Love is a canvas furnished by nature and embroidered by imagination.
Love is all we have, the only way that each can help the other.
Love is an act of endless forgiveness, a tender look which becomes a habit.
Love is infallible; it has no errors, for all errors are the want of love.
Love is like a violin. The music may stop now and then, but the strings remain forever.
Love is not blind - it sees more, not less. But because it sees more, it is willing to see less.
Defination of love is juz You n Me...
thenbrownbearwould 2:28 AM
Friday, September 07, 2007...10:30 AM.
He couldn't help it... He had to blog cuz he had no one he could talk to. No one who will actually udtz what he is going through... He feels that he has lost her in every way already... Has she finally decided what she wants?! She must have... From the way things look, she has decided that settling in a serious relationship is not what she wants... He waited for her today as he so wanted to see her face. He was eagerly waiting till she arrived and than...... She didn't say hi nor look at him eye to eye... Instead she was looking ard .... haiz........................ Than he thought of trying to create a conversation but ended up hearing things that made him even more upset..... She is like somebody's kept woman now though she doesn't realise it... But who can blame her, He can't give her the things she desire now.... Is this the sign that is telling him to walk away as there is no place for him here?! She said goodbye to him like he was just another guy she knows.... Is this how she feels about him now?! Why did this have to happen... They're not together but he feels it... Doubt she does though.... Is the plain old clifton not good enough?! Was Master Ng better?! He fought for her so many times, be it friends, family etc.... Trying to change everybody's thinking about her... But seems like she couldn't care as it seems like just another guy doing something for her.... Does she want him just as a friend?! Does she no longer love him anymore?! He feels like a fool when people stare at him and gives him that look as though , are you sure she loves you back....

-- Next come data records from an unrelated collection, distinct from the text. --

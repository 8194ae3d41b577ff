//! Error types for Thicket.
//!
//! Tree operations never fail: an out-of-range coordinate is a silently
//! ignored request. Errors only arise when reading or writing configuration.

use std::path::PathBuf;

/// Result type alias for Thicket operations.
pub type Result<T> = std::result::Result<T, Error>;

/// Errors that can occur while loading or saving configuration.
#[derive(Debug, thiserror::Error)]
pub enum Error {
    /// File I/O error.
    #[error("Failed to access config file '{path}': {source}")]
    Io {
        path: PathBuf,
        #[source]
        source: std::io::Error,
    },

    /// TOML parsing error.
    #[error("Invalid TOML config: {0}")]
    TomlParse(#[from] toml::de::Error),

    /// TOML serialization error.
    #[error("Failed to serialize config as TOML: {0}")]
    TomlSerialize(#[from] toml::ser::Error),

    /// JSON parsing or serialization error.
    #[error("Invalid JSON config: {0}")]
    Json(#[from] serde_json::Error),
}

impl Error {
    /// Create an I/O error.
    pub fn io(path: impl Into<PathBuf>, source: std::io::Error) -> Self {
        Self::Io {
            path: path.into(),
            source,
        }
    }
}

ArghzzZzzzZzzzz.......................
His heart feels the pain every min... IS there too many guys in her life that he doesn't seem impt at all?! Well, he guess that what he told her before is true... There are too many guys who are successful enough to take care of her already... He guess that is what she is looking for... HE thinks that this is where he should take the farking hint and step out... Will she want him to go?! Will she stop him from going?! Does she love him enough to hold on to him?! As much as he wants to stay and fight for her hand, but its getting too painful... Sooooo pain sia... Tears roll as he sends every goodnight msg as it makes him think of her yet with another guy.... Who would udtz... No farking person will ever........
Do you know what i want
-->i want to love you & only you. -->i want to be loved back by you & only you. -->i want to give you evrything & expect nothing in return. -->i want only your loving care & concern the way you gave mE before.
+i want so much but it seems impossible to reach anymore+ Where do i go from here?! What should be my nXt step...
He thought after blogging,he might feel a little better, but fuck!!! The tears is still coming... i wish i could record this but i can't... record the screams as it hurts too much... Do i have her?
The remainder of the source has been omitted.